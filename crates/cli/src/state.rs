//! Session wrapper: catalog handle plus user identity.
//!
//! Holds the `Catalog` and the session's name/role. Role gating happens at
//! parse time; by the time a command reaches `execute` it is already
//! permitted.

use biblio_catalog::Catalog;
use biblio_core::{BookId, BookRecord, BookSummary, Result, Role};

use crate::parse::CliCommand;

/// Result of one executed command, ready for formatting.
#[derive(Debug, Clone, PartialEq, Eq)]
pub enum Output {
    /// Available books, insertion order
    Listings(Vec<BookSummary>),
    /// The record created by an add
    Added(BookRecord),
    /// The id a remove was applied to (no-op if it was absent)
    Removed(BookId),
    /// A successful borrow
    Borrowed {
        /// Borrowed book id
        id: BookId,
        /// Borrowed book title
        title: String,
    },
    /// A successful return
    Returned {
        /// Returned book id
        id: BookId,
        /// Returned book title
        title: String,
    },
}

/// Wraps the catalog and tracks the session identity.
pub struct SessionState {
    catalog: Catalog,
    name: String,
    role: Role,
}

impl SessionState {
    /// Create a new SessionState around a catalog.
    pub fn new(catalog: Catalog, name: String, role: Role) -> Self {
        Self {
            catalog,
            name,
            role,
        }
    }

    /// Execute a command against the catalog.
    pub fn execute(&self, cmd: CliCommand) -> Result<Output> {
        match cmd {
            CliCommand::List => Ok(Output::Listings(self.catalog.list_available())),
            CliCommand::Borrow { id } => self
                .catalog
                .borrow(id, &self.name)
                .map(|title| Output::Borrowed { id, title }),
            CliCommand::Return { id } => self
                .catalog
                .return_book(id, &self.name)
                .map(|title| Output::Returned { id, title }),
            CliCommand::Add { title, author } => {
                Ok(Output::Added(self.catalog.add(title, author)))
            }
            CliCommand::Remove { id } => {
                self.catalog.remove(id);
                Ok(Output::Removed(id))
            }
        }
    }

    /// Session user name.
    pub fn name(&self) -> &str {
        &self.name
    }

    /// Session role.
    pub fn role(&self) -> Role {
        self.role
    }

    /// Generate the REPL prompt string.
    pub fn prompt(&self) -> String {
        format!("biblio:{}({})> ", self.name, self.role)
    }
}
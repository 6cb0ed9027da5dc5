//! REPL loop with rustyline.
//!
//! Interactive mode: prompt, meta-commands, history, TAB completion.
//! Pipe mode: read lines from stdin, execute each.

use std::io::{self, BufRead};

use rustyline::completion::{Completer, Pair};
use rustyline::error::ReadlineError;
use rustyline::highlight::Highlighter;
use rustyline::hint::Hinter;
use rustyline::validate::Validator;
use rustyline::{CompletionType, Config, Context, Editor, Helper};

use biblio_core::{CatalogOp, Role};

use crate::commands::build_repl_cmd;
use crate::format::{format_error, format_output, OutputMode};
use crate::parse::{check_meta_command, matches_to_command, verb_for, MetaCommand};
use crate::state::SessionState;

/// Run the interactive REPL.
pub fn run_repl(state: &SessionState, mode: OutputMode) {
    print_greeting(state);

    let config = Config::builder()
        .history_ignore_space(true)
        .completion_type(CompletionType::List)
        .build();

    let helper = BiblioHelper::new(state.role());
    let mut rl: Editor<BiblioHelper, _> = Editor::with_config(config).unwrap();
    rl.set_helper(Some(helper));

    // Load history
    let history_path = history_file();
    if let Some(ref path) = history_path {
        let _ = rl.load_history(path);
    }

    loop {
        let prompt = state.prompt();
        match rl.readline(&prompt) {
            Ok(line) => {
                let trimmed = line.trim();
                if trimmed.is_empty() {
                    continue;
                }

                let _ = rl.add_history_entry(trimmed);

                // Check meta-commands first
                if let Some(meta) = check_meta_command(trimmed) {
                    match meta {
                        MetaCommand::Quit => break,
                        MetaCommand::Clear => {
                            // ANSI clear screen
                            print!("\x1B[2J\x1B[1;1H");
                        }
                        MetaCommand::WhoAmI => {
                            println!("{} ({})", state.name(), state.role());
                        }
                        MetaCommand::Help { command } => {
                            print_help(state.role(), command.as_deref());
                        }
                    }
                    continue;
                }

                // Tokenize with shlex (respects quotes)
                let tokens = match shlex::split(trimmed) {
                    Some(t) => t,
                    None => {
                        eprintln!("(error) Invalid quoting");
                        continue;
                    }
                };

                if tokens.is_empty() {
                    continue;
                }

                // Parse via clap
                let cmd = build_repl_cmd();
                let matches = match cmd.try_get_matches_from(tokens) {
                    Ok(m) => m,
                    Err(e) => {
                        // clap error — show help text
                        eprintln!("{}", e);
                        continue;
                    }
                };

                execute_action(&matches, state, mode);
            }
            Err(ReadlineError::Interrupted) => {
                // Ctrl-C — just show new prompt
                continue;
            }
            Err(ReadlineError::Eof) => {
                // Ctrl-D — exit
                break;
            }
            Err(err) => {
                eprintln!("(error) {:?}", err);
                break;
            }
        }
    }

    // Save history
    if let Some(ref path) = history_path {
        let _ = rl.save_history(path);
    }

    println!("Have a good day!");
}

/// Run in pipe mode: read lines from stdin, execute each.
pub fn run_pipe(state: &SessionState, mode: OutputMode) -> i32 {
    let stdin = io::stdin();
    let mut exit_code = 0;

    for line in stdin.lock().lines() {
        let line = match line {
            Ok(l) => l,
            Err(_) => break,
        };
        let trimmed = line.trim();
        if trimmed.is_empty() || trimmed.starts_with('#') {
            continue;
        }

        let tokens = match shlex::split(trimmed) {
            Some(t) => t,
            None => {
                eprintln!("(error) Invalid quoting: {}", trimmed);
                exit_code = 1;
                continue;
            }
        };

        if tokens.is_empty() {
            continue;
        }

        let cmd = build_repl_cmd();
        let matches = match cmd.try_get_matches_from(tokens) {
            Ok(m) => m,
            Err(e) => {
                eprintln!("{}", e);
                exit_code = 1;
                continue;
            }
        };

        if !execute_action(&matches, state, mode) {
            exit_code = 1;
        }
    }

    exit_code
}

/// Execute a parsed command. Returns true on success, false on error.
fn execute_action(matches: &clap::ArgMatches, state: &SessionState, mode: OutputMode) -> bool {
    match matches_to_command(matches, state.role()) {
        Ok(cmd) => match state.execute(cmd) {
            Ok(output) => {
                let formatted = format_output(&output, mode);
                if !formatted.is_empty() {
                    println!("{}", formatted);
                }
                true
            }
            Err(e) => {
                eprintln!("{}", format_error(&e, mode));
                false
            }
        },
        Err(e) => {
            eprintln!("(error) {}", e);
            false
        }
    }
}

fn print_greeting(state: &SessionState) {
    println!("Welcome to the library, {}!", state.name());
    println!(
        "Signed in as {}. Type 'help' for commands, 'quit' to leave.",
        state.role()
    );
}

fn history_file() -> Option<String> {
    std::env::var("HOME")
        .ok()
        .map(|h| format!("{}/.biblio_history", h))
}

fn print_help(role: Role, command: Option<&str>) {
    if let Some(cmd) = command {
        // Show help for a specific command
        let cli = build_repl_cmd();
        match cli.try_get_matches_from(vec![cmd, "--help"]) {
            Ok(_) => {}
            Err(e) => println!("{}", e),
        }
    } else {
        println!("Commands available to {}s:", role);
        for op in role.operations() {
            match op {
                CatalogOp::List => println!("  list                  List available books"),
                CatalogOp::Borrow => println!("  borrow <ID>           Borrow a book"),
                CatalogOp::Return => println!("  return <ID>           Return a borrowed book"),
                CatalogOp::Add => println!("  add <TITLE> <AUTHOR>  Add a book to the catalog"),
                CatalogOp::Remove => println!("  remove <ID>           Remove a book from the catalog"),
            }
        }
        println!();
        println!("Meta-commands:");
        println!("  help [command]   Show help");
        println!("  whoami           Show session user and role");
        println!("  clear            Clear screen");
        println!("  quit / exit      Leave the front desk");
    }
}

// =========================================================================
// TAB Completion
// =========================================================================

/// Meta-commands offered alongside the role's catalog verbs.
const META_COMMANDS: &[&str] = &["help", "whoami", "quit", "exit", "clear"];

struct BiblioHelper {
    commands: Vec<&'static str>,
}

impl BiblioHelper {
    fn new(role: Role) -> Self {
        let mut commands: Vec<&'static str> =
            role.operations().iter().map(|op| verb_for(*op)).collect();
        commands.extend_from_slice(META_COMMANDS);
        Self { commands }
    }
}

impl Helper for BiblioHelper {}
impl Validator for BiblioHelper {}
impl Highlighter for BiblioHelper {}
impl Hinter for BiblioHelper {
    type Hint = String;

    fn hint(&self, _line: &str, _pos: usize, _ctx: &Context<'_>) -> Option<String> {
        None
    }
}

impl Completer for BiblioHelper {
    type Candidate = Pair;

    fn complete(
        &self,
        line: &str,
        pos: usize,
        _ctx: &Context<'_>,
    ) -> rustyline::Result<(usize, Vec<Pair>)> {
        let line_to_pos = &line[..pos];
        let parts: Vec<&str> = line_to_pos.split_whitespace().collect();
        let trailing_space = line_to_pos.ends_with(' ');

        // Only the command word completes; ids and titles are free-form
        if parts.is_empty() || (parts.len() == 1 && !trailing_space) {
            let prefix = parts.first().copied().unwrap_or("");
            let start = pos - prefix.len();
            let candidates: Vec<Pair> = self
                .commands
                .iter()
                .filter(|cmd| cmd.starts_with(prefix))
                .map(|cmd| Pair {
                    display: cmd.to_string(),
                    replacement: cmd.to_string(),
                })
                .collect();
            Ok((start, candidates))
        } else {
            Ok((pos, vec![]))
        }
    }
}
::::::::
**Task item:** The word "Removed" appears on some lines of the data above; count those lines and give only the total.

**Completed exercise:** 2